Despite Boccara’s broad scope, I was struck by three omissions. First, the author does not mention what one might call “traditional physics” complex systems: spin glasses, turbulence, polymers, and soft or far-from-equilibrium condensed matter. Second, Boccara’s book has very little on the theory of information and computation— crucial components in meaningful complexity measures that are surprisingly underappreciated by physicists. Remo Badii and Antonio Politi’s Complexity: Hierarchical Structures and Scaling in Physics (Cambridge U. Press, 1997) is a great but demanding guide to these subjects. Third, Boccara omits the subject of adaptation at the individual, population, or evolutionary level. Not even cases where physical methods have proved useful, such as understanding neural network learning, make it into the book. The best introduction I know to this subject is Gary W. Flake’s The Computational Beauty of Nature: Computer Explorations of Fractals, Chaos, Complex Systems, and Adaptation (MIT Press, 1998), which is at a much lower mathematical level than Boccara’s book.
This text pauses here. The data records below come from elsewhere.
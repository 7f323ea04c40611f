use crate::error::AuditError;
use rust_decimal::Decimal;
use serde::Deserialize;
use std::str::FromStr;

/// Ownership class assigned to a derived opening balance.
#[derive(Debug, Clone, Copy, PartialEq, Eq, Deserialize)]
#[serde(rename_all = "lowercase")]
pub enum Owner {
    Personal,
    Company,
}

/// Immutable run-time parameters for the audit pipeline: balance tolerance,
/// decimal precision, the keyword/prefix sets used for classification, and
/// the opening-balance owner. Construct with [`AuditConfig::default`] or
/// [`AuditConfig::from_toml_str`] to override a subset of fields while
/// keeping the rest at their defaults.
#[derive(Debug, Clone, Deserialize)]
#[serde(default)]
pub struct AuditConfig {
    pub balance_tolerance: Decimal,
    /// Threshold below which a rounding residue is snapped to exact zero
    /// (see [`audit_types::snap_to_zero`]). Distinct from `balance_tolerance`:
    /// this guards against floating-point-style residue, that guards the
    /// ledger-equation comparison in [`crate::validation::validate`].
    pub epsilon: Decimal,
    pub precision: u32,
    pub personal_keywords: Vec<String>,
    pub company_keywords: Vec<String>,
    pub investment_prefixes: Vec<String>,
    pub opening_balance_owner: Owner,
}

impl Default for AuditConfig {
    fn default() -> Self {
        Self {
            balance_tolerance: Decimal::from_str("0.01").expect("literal parses"),
            epsilon: Decimal::from_str("0.00000001").expect("literal parses"),
            precision: 2,
            personal_keywords: vec!["个人".into(), "个人应收".into(), "个人应付".into()],
            company_keywords: vec!["公司".into(), "公司应收".into(), "公司应付".into()],
            investment_prefixes: vec![
                "理财".into(),
                "投资".into(),
                "保险".into(),
                "关联银行卡".into(),
                "资金池".into(),
            ],
            opening_balance_owner: Owner::Company,
        }
    }
}

impl AuditConfig {
    /// Parses a TOML document, overriding only the fields it mentions; every
    /// other field keeps its default value.
    pub fn from_toml_str(source: &str) -> Result<Self, AuditError> {
        toml::from_str(source).map_err(|err| AuditError::InvalidConfig {
            reason: err.to_string(),
        })
    }
}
However, correcting these three omissions would have taken another 100 pages—at least.
The ideal audience for Boccarra’s book is first- or second-year physics graduate students who have had a one-semester course in modern statistical mechanics and therefore would have some grasp of criticality, fluctuations, and correlation functions. Readers so prepared will find the book clear and well worth reading. Modeling Complex Systems should be the standard introductory textbook to the physics of complex systems for the foreseeable future.